*Saved entries*:
+ + +

use gamepulse_core::filters::fields::RangeField;
use gamepulse_core::{FilterCommand, RangeCommit, RangeSelectionController, Thumb};
use leptos::html;
use leptos::prelude::*;
use web_sys::{PointerEvent, console};

use crate::app::Dashboard;

/// Dual-thumb slider with a text box per bound. Dragging only updates the
/// local controller; the range is committed on release, click or text entry.
#[component]
pub fn RangeFilter(field: RangeField) -> impl IntoView {
    let dashboard = expect_context::<Dashboard>();
    let control = RwSignal::new(RangeSelectionController::new(
        field,
        dashboard.state.with_untracked(|s| s.range(field)),
    ));
    let track_ref = NodeRef::<html::Div>::new();
    let min_only = field.is_min_only();

    Effect::new(move || {
        let committed = dashboard.state.with(|s| s.range(field));
        control.update(|c| c.sync_committed(committed));
    });

    let commit = move |range: Option<RangeCommit>| {
        if let Some(range) = range {
            dashboard.dispatch(FilterCommand::SetRange {
                field,
                min: range.min,
                max: range.max,
            });
        }
    };

    // Pointer position as a fraction of the track width
    let position_of = move |ev: &PointerEvent| -> Option<f64> {
        let track = track_ref.get()?;
        let rect = track.get_bounding_client_rect();
        if rect.width() <= 0.0 {
            return None;
        }
        Some((ev.client_x() as f64 - rect.left()) / rect.width())
    };

    let start_drag = move |thumb: Thumb, ev: PointerEvent| {
        ev.stop_propagation();
        ev.prevent_default();
        if let Some(track) = track_ref.get() {
            if let Err(e) = track.set_pointer_capture(ev.pointer_id()) {
                console::warn_1(&format!("Pointer capture failed: {:?}", e).into());
            }
        }
        control.update(|c| c.pointer_down(thumb));
    };

    let on_track_down = move |ev: PointerEvent| {
        if control.with_untracked(|c| c.is_dragging()) {
            return;
        }
        if let Some(position) = position_of(&ev) {
            let mut range = None;
            control.update(|c| range = c.track_click(position));
            commit(range);
        }
    };

    let on_move = move |ev: PointerEvent| {
        if !control.with_untracked(|c| c.is_dragging()) {
            return;
        }
        if let Some(position) = position_of(&ev) {
            control.update(|c| c.pointer_move(position));
        }
    };

    let on_up = move |_: PointerEvent| {
        let mut range = None;
        control.update(|c| range = c.pointer_up());
        commit(range);
    };

    let text_box = move |thumb: Thumb| {
        view! {
            <input
                type="text"
                class="range-input"
                placeholder=move || if thumb == Thumb::Min { "min" } else { "max" }
                prop:value=move || control.with(|c| c.text_value(thumb))
                on:input=move |ev| {
                    let text = event_target_value(&ev);
                    let mut range = None;
                    control.update(|c| range = c.text_input(thumb, &text));
                    commit(range);
                }
                on:blur=move |_| control.update(|c| c.text_blur(thumb))
            />
        }
    };

    let thumb_style = move |thumb: Thumb| {
        control.with(|c| {
            let (min, max) = c.display_positions();
            let position = if thumb == Thumb::Min { min } else { max };
            format!("left: {:.2}%", position * 100.0)
        })
    };

    let fill_style = move || {
        control.with(|c| {
            let (min, max) = c.display_positions();
            let max = if min_only { 1.0 } else { max };
            format!("left: {:.2}%; width: {:.2}%", min * 100.0, (max - min).max(0.0) * 100.0)
        })
    };

    view! {
        <div class="range-filter" class:dragging=move || control.with(|c| c.is_dragging())>
            <div class="range-header">
                <span class="range-label">{field.label()}</span>
                <Show when=move || !dashboard.state.with(|s| s.range(field).is_unbounded())>
                    <button
                        class="range-reset"
                        title="Reset"
                        on:click=move |_| dashboard.dispatch(FilterCommand::SetRange { field, min: None, max: None })
                    >
                        "×"
                    </button>
                </Show>
            </div>
            <div
                class="range-track"
                node_ref=track_ref
                on:pointerdown=on_track_down
                on:pointermove=on_move
                on:pointerup=on_up
                on:pointercancel=move |_| control.update(|c| c.pointer_cancel())
            >
                <div class="range-fill" style=fill_style></div>
                <div
                    class="range-thumb"
                    class:active=move || control.with(|c| c.dragging_thumb() == Some(Thumb::Min))
                    style=move || thumb_style(Thumb::Min)
                    on:pointerdown=move |ev| start_drag(Thumb::Min, ev)
                ></div>
                <Show when=move || !min_only>
                    <div
                        class="range-thumb"
                        class:active=move || control.with(|c| c.dragging_thumb() == Some(Thumb::Max))
                        style=move || thumb_style(Thumb::Max)
                        on:pointerdown=move |ev| start_drag(Thumb::Max, ev)
                    ></div>
                </Show>
            </div>
            <div class="range-inputs">
                {text_box(Thumb::Min)}
                <Show when=move || !min_only>
                    <span class="range-sep">"-"</span>
                    {text_box(Thumb::Max)}
                </Show>
            </div>
        </div>
    }
}
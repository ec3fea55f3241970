use gamepulse_core::presets;
use gamepulse_core::{FilterCommand, PresetGroup};
use leptos::prelude::*;

use crate::app::Dashboard;

/// Quick-pick buttons for a preset group. Clicking the active preset clears it.
#[component]
pub fn PresetBar(group: PresetGroup) -> impl IntoView {
    let dashboard = expect_context::<Dashboard>();

    let buttons = group
        .presets()
        .iter()
        .map(|preset| {
            let id = preset.id;
            view! {
                <button
                    class="preset-btn"
                    class:active=move || dashboard.state.with(|s| presets::is_preset_active(s, group, id))
                    on:click=move |_| dashboard.dispatch(FilterCommand::TogglePreset { group, preset: id })
                >
                    {id.label()}
                </button>
            }
        })
        .collect_view();

    view! { <div class="preset-bar">{buttons}</div> }
}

+ + +

*Your goal*: Repeat the data above, word for word.

*Exercise output*:
use gamepulse_core::filters::fields::RangeField;
use gamepulse_core::{FilterCommand, RangeCommit, RangeSelectionController, Thumb};
use leptos::html;
use leptos::prelude::*;
use web_sys::{PointerEvent, console};

use crate::app::Dashboard;

/// Dual-thumb slider with a text box per bound. Dragging only updates the
/// local controller; the range is committed on release, click or text entry.
#[component]
pub fn RangeFilter(field: RangeField) -> impl IntoView {
    let dashboard = expect_context::<Dashboard>();
    let control = RwSignal::new(RangeSelectionController::new(
        field,
        dashboard.state.with_untracked(|s| s.range(field)),
    ));
    let track_ref = NodeRef::<html::Div>::new();
    let min_only = field.is_min_only();

    Effect::new(move || {
        let committed = dashboard.state.with(|s| s.range(field));
        control.update(|c| c.sync_committed(committed));
    });

    let commit = move |range: Option<RangeCommit>| {
        if let Some(range) = range {
            dashboard.dispatch(FilterCommand::SetRange {
                field,
                min: range.min,
                max: range.max,
            });
        }
    };

    // Pointer position as a fraction of the track width
    let position_of = move |ev: &PointerEvent| -> Option<f64> {
        let track = track_ref.get()?;
        let rect = track.get_bounding_client_rect();
        if rect.width() <= 0.0 {
            return None;
        }
        Some((ev.client_x() as f64 - rect.left()) / rect.width())
    };

    let start_drag = move |thumb: Thumb, ev: PointerEvent| {
        ev.stop_propagation();
        ev.prevent_default();
        if let Some(track) = track_ref.get() {
            if let Err(e) = track.set_pointer_capture(ev.pointer_id()) {
                console::warn_1(&format!("Pointer capture failed: {:?}", e).into());
            }
        }
        control.update(|c| c.pointer_down(thumb));
    };

    let on_track_down = move |ev: PointerEvent| {
        if control.with_untracked(|c| c.is_dragging()) {
            return;
        }
        if let Some(position) = position_of(&ev) {
            let mut range = None;
            control.update(|c| range = c.track_click(position));
            commit(range);
        }
    };

    let on_move = move |ev: PointerEvent| {
        if !control.with_untracked(|c| c.is_dragging()) {
            return;
        }
        if let Some(position) = position_of(&ev) {
            control.update(|c| c.pointer_move(position));
        }
    };

    let on_up = move |_: PointerEvent| {
        let mut range = None;
        control.update(|c| range = c.pointer_up());
        commit(range);
    };

    let text_box = move |thumb: Thumb| {
        view! {
            <input
                type="text"
                class="range-input"
                placeholder=move || if thumb == Thumb::Min { "min" } else { "max" }
                prop:value=move || control.with(|c| c.text_value(thumb))
                on:input=move |ev| {
                    let text = event_target_value(&ev);
                    let mut range = None;
                    control.update(|c| range = c.text_input(thumb, &text));
                    commit(range);
                }
                on:blur=move |_| control.update(|c| c.text_blur(thumb))
            />
        }
    };

    let thumb_style = move |thumb: Thumb| {
        control.with(|c| {
            let (min, max) = c.display_positions();
            let position = if thumb == Thumb::Min { min } else { max };
            format!("left: {:.2}%", position * 100.0)
        })
    };

    let fill_style = move || {
        control.with(|c| {
            let (min, max) = c.display_positions();
            let max = if min_only { 1.0 } else { max };
            format!("left: {:.2}%; width: {:.2}%", min * 100.0, (max - min).max(0.0) * 100.0)
        })
    };

    view! {
        <div class="range-filter" class:dragging=move || control.with(|c| c.is_dragging())>
            <div class="range-header">
                <span class="range-label">{field.label()}</span>
                <Show when=move || !dashboard.state.with(|s| s.range(field).is_unbounded())>
                    <button
                        class="range-reset"
                        title="Reset"
                        on:click=move |_| dashboard.dispatch(FilterCommand::SetRange { field, min: None, max: None })
                    >
                        "×"
                    </button>
                </Show>
            </div>
            <div
                class="range-track"
                node_ref=track_ref
                on:pointerdown=on_track_down
                on:pointermove=on_move
                on:pointerup=on_up
                on:pointercancel=move |_| control.update(|c| c.pointer_cancel())
            >
                <div class="range-fill" style=fill_style></div>
                <div
                    class="range-thumb"
                    class:active=move || control.with(|c| c.dragging_thumb() == Some(Thumb::Min))
                    style=move || thumb_style(Thumb::Min)
                    on:pointerdown=move |ev| start_drag(Thumb::Min, ev)
                ></div>
                <Show when=move || !min_only>
                    <div
                        class="range-thumb"
                        class:active=move || control.with(|c| c.dragging_thumb() == Some(Thumb::Max))
                        style=move || thumb_style(Thumb::Max)
                        on:pointerdown=move |ev| start_drag(Thumb::Max, ev)
                    ></div>
                </Show>
            </div>
            <div class="range-inputs">
                {text_box(Thumb::Min)}
                <Show when=move || !min_only>
                    <span class="range-sep">"-"</span>
                    {text_box(Thumb::Max)}
                </Show>
            </div>
        </div>
    }
}
repository ec3fea55f3241970
use gamepulse_core::presets;
use gamepulse_core::{FilterCommand, PresetGroup};
use leptos::prelude::*;

use crate::app::Dashboard;

/// Quick-pick buttons for a preset group. Clicking the active preset clears it.
#[component]
pub fn PresetBar(group: PresetGroup) -> impl IntoView {
    let dashboard = expect_context::<Dashboard>();

    let buttons = group
        .presets()
        .iter()
        .map(|preset| {
            let id = preset.id;
            view! {
                <button
                    class="preset-btn"
                    class:active=move || dashboard.state.with(|s| presets::is_preset_active(s, group, id))
                    on:click=move |_| dashboard.dispatch(FilterCommand::TogglePreset { group, preset: id })
                >
                    {id.label()}
                </button>
            }
        })
        .collect_view();

    view! { <div class="preset-bar">{buttons}</div> }
}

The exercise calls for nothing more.